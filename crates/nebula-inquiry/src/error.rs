//! Error types for nebula-inquiry.

use std::fmt;

/// A required contact-form field that was empty after trimming.
#[derive(Clone, Copy, Debug, PartialEq, Eq)]
pub enum RequiredField {
    /// The sender's name.
    Name,
    /// The sender's email address.
    Email,
    /// The message body.
    Message,
}

impl RequiredField {
    /// Form field name as submitted by the browser.
    pub fn as_str(&self) -> &'static str {
        match self {
            Self::Name => "name",
            Self::Email => "email",
            Self::Message => "message",
        }
    }
}

impl fmt::Display for RequiredField {
    fn fmt(&self, f: &mut fmt::Formatter<'_>) -> fmt::Result {
        f.write_str(self.as_str())
    }
}

/// Why a contact submission was not recorded.
#[derive(Debug, Clone, PartialEq, Eq, thiserror::Error)]
pub enum ValidationError {
    /// A required field was missing or whitespace-only.
    #[error("required field '{0}' is empty")]
    MissingField(RequiredField),
}

/// Errors that can occur while recording or reading inquiries.
#[derive(Debug, thiserror::Error)]
#[non_exhaustive]
pub enum Error {
    /// Submission failed the presence checks.
    #[error("Validation error: {0}")]
    Validation(#[from] ValidationError),
}

/// Convenience `Result` type alias for inquiry operations.
pub type Result<T> = std::result::Result<T, Error>;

**Task to complete**
Reproduce, word for word, the lines of the data from the one that contains "impl fmt::Display for" to the end, both ends included.

**Completed exercise**
impl fmt::Display for RequiredField {
    fn fmt(&self, f: &mut fmt::Formatter<'_>) -> fmt::Result {
        f.write_str(self.as_str())
    }
}

/// Why a contact submission was not recorded.
#[derive(Debug, Clone, PartialEq, Eq, thiserror::Error)]
pub enum ValidationError {
    /// A required field was missing or whitespace-only.
    #[error("required field '{0}' is empty")]
    MissingField(RequiredField),
}

/// Errors that can occur while recording or reading inquiries.
#[derive(Debug, thiserror::Error)]
#[non_exhaustive]
pub enum Error {
    /// Submission failed the presence checks.
    #[error("Validation error: {0}")]
    Validation(#[from] ValidationError),
}

/// Convenience `Result` type alias for inquiry operations.
pub type Result<T> = std::result::Result<T, Error>;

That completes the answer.